Brian Cabeceiras: Absolutely, the surge of HD sets and the DTV transition are driving this even more. I think consumers are more and more expecting to see HD, and I believe stations in midsize and smaller markets will respond.

HD Technology Update: Even in light of the economic slowdown?

Brian Cabeceiras: Obviously, all reports are pointing to a runoff of advertising revenue. I saw a recent report from a financial reporting firm, and it was on the order of an 18 percent decline from a peak two years ago for U.S. network and TV station ad revenues.
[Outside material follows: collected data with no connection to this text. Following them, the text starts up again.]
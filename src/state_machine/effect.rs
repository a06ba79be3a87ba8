//! Effects produced by state transitions

use crate::timers::TimerSlot;
use std::time::Duration;

/// Effects to be executed after a state transition
#[derive(Debug, Clone, PartialEq)]
pub enum Effect {
    /// Ask the transport to start a call; `attempt` tags any failure report
    StartTransport { assistant_id: String, attempt: u64 },

    /// Ask the transport to stop; safe when no call is active
    StopTransport,

    /// Arm a timer, replacing any pending timer in the same slot
    ArmTimer { slot: TimerSlot, delay: Duration },

    /// Cancel one timer slot
    CancelTimer { slot: TimerSlot },

    /// Cancel every pending timer
    CancelAllTimers,

    /// Speak a filler prompt during silence
    SendPrompt { text: String },

    /// Record a turn response latency sample
    RecordLatency { sample: Duration },
}

impl Effect {
    pub fn arm(slot: TimerSlot, delay: Duration) -> Self {
        Effect::ArmTimer { slot, delay }
    }

    pub fn cancel(slot: TimerSlot) -> Self {
        Effect::CancelTimer { slot }
    }
}
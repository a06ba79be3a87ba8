//! Bounded log of recent conversation turns

use serde::{Deserialize, Serialize};
use std::collections::VecDeque;

/// Number of turns retained in the context buffer
pub const CONTEXT_CAPACITY: usize = 5;

/// Speaker of a turn
#[derive(Debug, Clone, Copy, PartialEq, Eq, Serialize, Deserialize)]
#[serde(rename_all = "snake_case")]
pub enum Role {
    User,
    Assistant,
}

/// One utterance within a call
#[derive(Debug, Clone, PartialEq, Eq, Serialize, Deserialize)]
pub struct Turn {
    pub role: Role,
    pub content: String,
}

impl Turn {
    pub fn new(role: Role, content: impl Into<String>) -> Self {
        Self {
            role,
            content: content.into(),
        }
    }
}

/// The last [`CONTEXT_CAPACITY`] turns in arrival order.
///
/// Pushing onto a full buffer silently drops the oldest turn.
#[derive(Debug, Clone, Default, PartialEq, Eq)]
pub struct ContextBuffer {
    turns: VecDeque<Turn>,
}

impl ContextBuffer {
    pub fn new() -> Self {
        Self {
            turns: VecDeque::with_capacity(CONTEXT_CAPACITY),
        }
    }

    pub fn push(&mut self, turn: Turn) {
        if self.turns.len() == CONTEXT_CAPACITY {
            self.turns.pop_front();
        }
        self.turns.push_back(turn);
    }

    #[cfg(test)]
    pub fn len(&self) -> usize {
        self.turns.len()
    }

    #[cfg(test)]
    pub fn is_empty(&self) -> bool {
        self.turns.is_empty()
    }

    /// Turns from oldest to newest
    #[cfg(test)]
    pub fn turns(&self) -> impl Iterator<Item = &Turn> {
        self.turns.iter()
    }

    /// Content of the most recent user turn, if any
    pub fn last_user_utterance(&self) -> Option<&str> {
        self.turns
            .iter()
            .rev()
            .find(|t| t.role == Role::User)
            .map(|t| t.content.as_str())
    }
}
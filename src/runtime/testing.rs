//! Mock implementations for testing
//!
//! These mocks enable integration testing without a real call transport.

use super::traits::*;
use super::{spawn_session, SessionHandle, SessionUpdate};
use crate::config::SessionTimings;
use crate::state_machine::SessionSnapshot;
use crate::transport::{OutboundMessage, TransportCommand, TransportError};
use async_trait::async_trait;
use std::collections::VecDeque;
use std::sync::atomic::{AtomicBool, Ordering};
use std::sync::{Arc, Mutex};
use std::time::Duration;
use tokio::sync::broadcast;

// ============================================================================
// Mock Transport
// ============================================================================

/// Mock transport that records every command it receives
#[derive(Default)]
pub struct MockTransport {
    /// Results for upcoming `start` calls; empty means success
    start_results: Mutex<VecDeque<Result<(), TransportError>>>,
    /// How long each `start` takes before reporting its result
    start_delay: Mutex<Duration>,
    /// Fail every `send`
    fail_sends: AtomicBool,
    /// Record of all commands issued
    pub commands: Mutex<Vec<TransportCommand>>,
}

impl MockTransport {
    pub fn new() -> Self {
        Self::default()
    }

    /// Make the next `start` call fail
    pub fn queue_start_error(&self, error: TransportError) {
        self.start_results.lock().unwrap().push_back(Err(error));
    }

    pub fn set_start_delay(&self, delay: Duration) {
        *self.start_delay.lock().unwrap() = delay;
    }

    pub fn fail_sends(&self) {
        self.fail_sends.store(true, Ordering::SeqCst);
    }

    pub fn recorded_commands(&self) -> Vec<TransportCommand> {
        self.commands.lock().unwrap().clone()
    }

    pub fn start_count(&self) -> usize {
        self.count(|c| matches!(c, TransportCommand::Start { .. }))
    }

    pub fn stop_count(&self) -> usize {
        self.count(|c| matches!(c, TransportCommand::Stop))
    }

    pub fn sent_messages(&self) -> Vec<OutboundMessage> {
        self.commands
            .lock()
            .unwrap()
            .iter()
            .filter_map(|c| match c {
                TransportCommand::Send { message } => Some(message.clone()),
                _ => None,
            })
            .collect()
    }

    fn count(&self, pred: impl Fn(&TransportCommand) -> bool) -> usize {
        self.commands.lock().unwrap().iter().filter(|c| pred(c)).count()
    }
}

#[async_trait]
impl Transport for MockTransport {
    async fn start(&self, assistant_id: &str) -> Result<(), TransportError> {
        self.commands.lock().unwrap().push(TransportCommand::Start {
            assistant_id: assistant_id.to_string(),
        });
        let delay = *self.start_delay.lock().unwrap();
        if !delay.is_zero() {
            tokio::time::sleep(delay).await;
        }
        self.start_results
            .lock()
            .unwrap()
            .pop_front()
            .unwrap_or(Ok(()))
    }

    fn stop(&self) {
        self.commands.lock().unwrap().push(TransportCommand::Stop);
    }

    async fn send(&self, message: &OutboundMessage) -> Result<(), TransportError> {
        self.commands.lock().unwrap().push(TransportCommand::Send {
            message: message.clone(),
        });
        if self.fail_sends.load(Ordering::SeqCst) {
            return Err(TransportError::Closed);
        }
        Ok(())
    }
}

// ============================================================================
// Test Session Harness
// ============================================================================

/// A running session wired to a [`MockTransport`]
pub struct TestSession {
    pub handle: SessionHandle,
    pub transport: Arc<MockTransport>,
    updates: broadcast::Receiver<SessionUpdate>,
}

impl TestSession {
    pub fn configured() -> Self {
        let transport = Arc::new(MockTransport::new());
        let handle = spawn_session(
            Some("assistant-1".to_string()),
            Some(Arc::clone(&transport)),
            SessionTimings::default(),
        );
        let updates = handle.subscribe();
        Self {
            handle,
            transport,
            updates,
        }
    }

    pub fn unconfigured() -> Self {
        let transport = Arc::new(MockTransport::new());
        let handle = spawn_session::<Arc<MockTransport>>(None, None, SessionTimings::default());
        let updates = handle.subscribe();
        Self {
            handle,
            transport,
            updates,
        }
    }

    /// Wait for an update matching `pred`
    pub async fn wait_for<F>(&mut self, timeout: Duration, mut pred: F) -> Option<SessionUpdate>
    where
        F: FnMut(&SessionUpdate) -> bool,
    {
        let deadline = tokio::time::Instant::now() + timeout;
        loop {
            match tokio::time::timeout_at(deadline, self.updates.recv()).await {
                Ok(Ok(update)) if pred(&update) => return Some(update),
                Ok(Ok(_) | Err(broadcast::error::RecvError::Lagged(_))) => {}
                Ok(Err(broadcast::error::RecvError::Closed)) | Err(_) => return None,
            }
        }
    }

    /// Wait for a snapshot matching `pred`
    pub async fn wait_for_snapshot<F>(&mut self, timeout: Duration, pred: F) -> Option<SessionSnapshot>
    where
        F: Fn(&SessionSnapshot) -> bool,
    {
        match self
            .wait_for(timeout, |u| matches!(u, SessionUpdate::Snapshot(s) if pred(s)))
            .await
        {
            Some(SessionUpdate::Snapshot(s)) => Some(s),
            _ => None,
        }
    }

    /// Poll the mock transport until `pred` holds
    pub async fn wait_for_transport<F>(&self, timeout: Duration, pred: F) -> bool
    where
        F: Fn(&MockTransport) -> bool,
    {
        let deadline = tokio::time::Instant::now() + timeout;
        while tokio::time::Instant::now() < deadline {
            if pred(&self.transport) {
                return true;
            }
            tokio::time::sleep(Duration::from_millis(10)).await;
        }
        pred(&self.transport)
    }
}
However, they’re rapidly replacing that runoff with revenue from all of the new services that are being provided online. Part of it is cable retransmission fees, but operationally it is getting content online; it’s digital signage; it’s multicast; it’s putting up more channels to get more revenue; and in the planning, it’s mobile video. The projection is that over the next several years, those will more than replace the ad revenue that’s been lost.

So, I think the market is looking to follow the money and follow the ad dollars to these new services. The issue that it creates is that these new services, because they are not generating the same levels of revenue, they need to be done in a much more automated fashion. Netting that all out, what’s the big trend you’ll see at NAB? I think on the software side, the ad sales, campaign management, traffic scheduling, it’s a lot of solutions to handle these much more advanced campaigns across multiple channels and multiple services.

As far as hardware is concerned, the big buzzword will center on workflows — how to use interoperability and industry standards like BXF and other standards to smooth out and automate that factory underneath, so that when traffic and scheduling send down all of these commands for these channels, we don’t need to have hundreds of people downstairs running up the operational expense to create all of these channels.

HD Technology Update: You brought up mobile TV. What do you anticipate in this area, especially now that there has been a commitment to roll out service at several stations this year?

Brian Cabeceiras: This will be a big year for mobile. At CES, the OMVC announced it had standardized and is ratifying through ATSC the technology standard. There is a little bit of the chicken and the egg. For the consumer electronics device manufacturers to incur the cost to put the mobile-handheld technology into their phones, laptops, cars, they need to know the programming and the demand will be there. The broadcasters are pretty much committed, at least from what we heard at CES. Some 63 TV stations have announced their plans to roll out mobile video as soon as the standard is ratified.

I think between NAB and September, our take is we will see four to six dozen U.S. TV stations put up their mobile services, so the consumer electronics companies will have the confidence to really accelerate rolling out these products in the September pre-Christmas shopping period.

That will be a huge area of interest for the broadcasters; specifically, broadcasters will want information about the signal through the broadcast food chain. How do they do the encoding, feed it into a multiplexer through an exciter to a transmitter and deliver it? What about single-frequency networks and all of the components required there? How do they manage that internally? How do they create a low-cost channel server, graphics, animation and branding so they can get these new channels up for the least amount of CAPEX possible? At NAB, we are committed to having deliverable products. We are coming from an alpha-beta phase to a finished product, deliverable product for the encoder, exciter, multiplexer and transmitter at NAB.

HD Technology Update: Are there any other trends that you expect to see?

Brian Cabeceiras: Another big trend likely will be the whole out-of-home advertising, digital signage types of applications. We are seeing more and more of our broadcast media customers exploring how they can participate in that. Some of them are even using the mobile video standard to deliver video to untethered or unwired devices — a bus, a billboard, something that’s not easily plugged into an Internet jack on a wall plate. It’s running hand in glove with the mobile rollout.